_YOUR OBJECTIVE:_ Where the string "ResourceId" occurs in the material below, report the whole line.

_TASK INPUT:_
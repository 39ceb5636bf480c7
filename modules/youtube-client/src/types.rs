use serde::Deserialize;

#[derive(Debug, Clone, Deserialize)]
pub struct ListResponse<T> {
    #[serde(default = "Vec::new")]
    pub items: Vec<T>,
}

/// One hit of `search.list` restricted to `type=channel`.
#[derive(Debug, Clone, Deserialize)]
pub struct SearchResult {
    pub id: ResourceId,
    pub snippet: Option<Snippet>,
}

impl SearchResult {
    pub fn channel_id(&self) -> Option<&str> {
        self.id.channel_id.as_deref()
    }
}

#[derive(Debug, Clone, Deserialize)]
pub struct ResourceId {
    pub kind: Option<String>,
    #[serde(rename = "channelId")]
    pub channel_id: Option<String>,
}

#[derive(Debug, Clone, Deserialize)]
pub struct Snippet {
    pub title: Option<String>,
    #[serde(rename = "channelTitle")]
    pub channel_title: Option<String>,
}

/// One item of `channels.list` with `part=statistics`.
#[derive(Debug, Clone, Deserialize)]
pub struct Channel {
    pub id: String,
    pub statistics: Option<ChannelStatistics>,
}

/// Counters as returned by the API: unsigned integers encoded as strings.
#[derive(Debug, Clone, Default, Deserialize)]
pub struct ChannelStatistics {
    #[serde(rename = "viewCount")]
    pub view_count: Option<String>,
    #[serde(rename = "subscriberCount")]
    pub subscriber_count: Option<String>,
    #[serde(rename = "hiddenSubscriberCount", default)]
    pub hidden_subscriber_count: bool,
    #[serde(rename = "videoCount")]
    pub video_count: Option<String>,
}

_YOUR SOLUTION:_
    pub id: ResourceId,
pub struct ResourceId {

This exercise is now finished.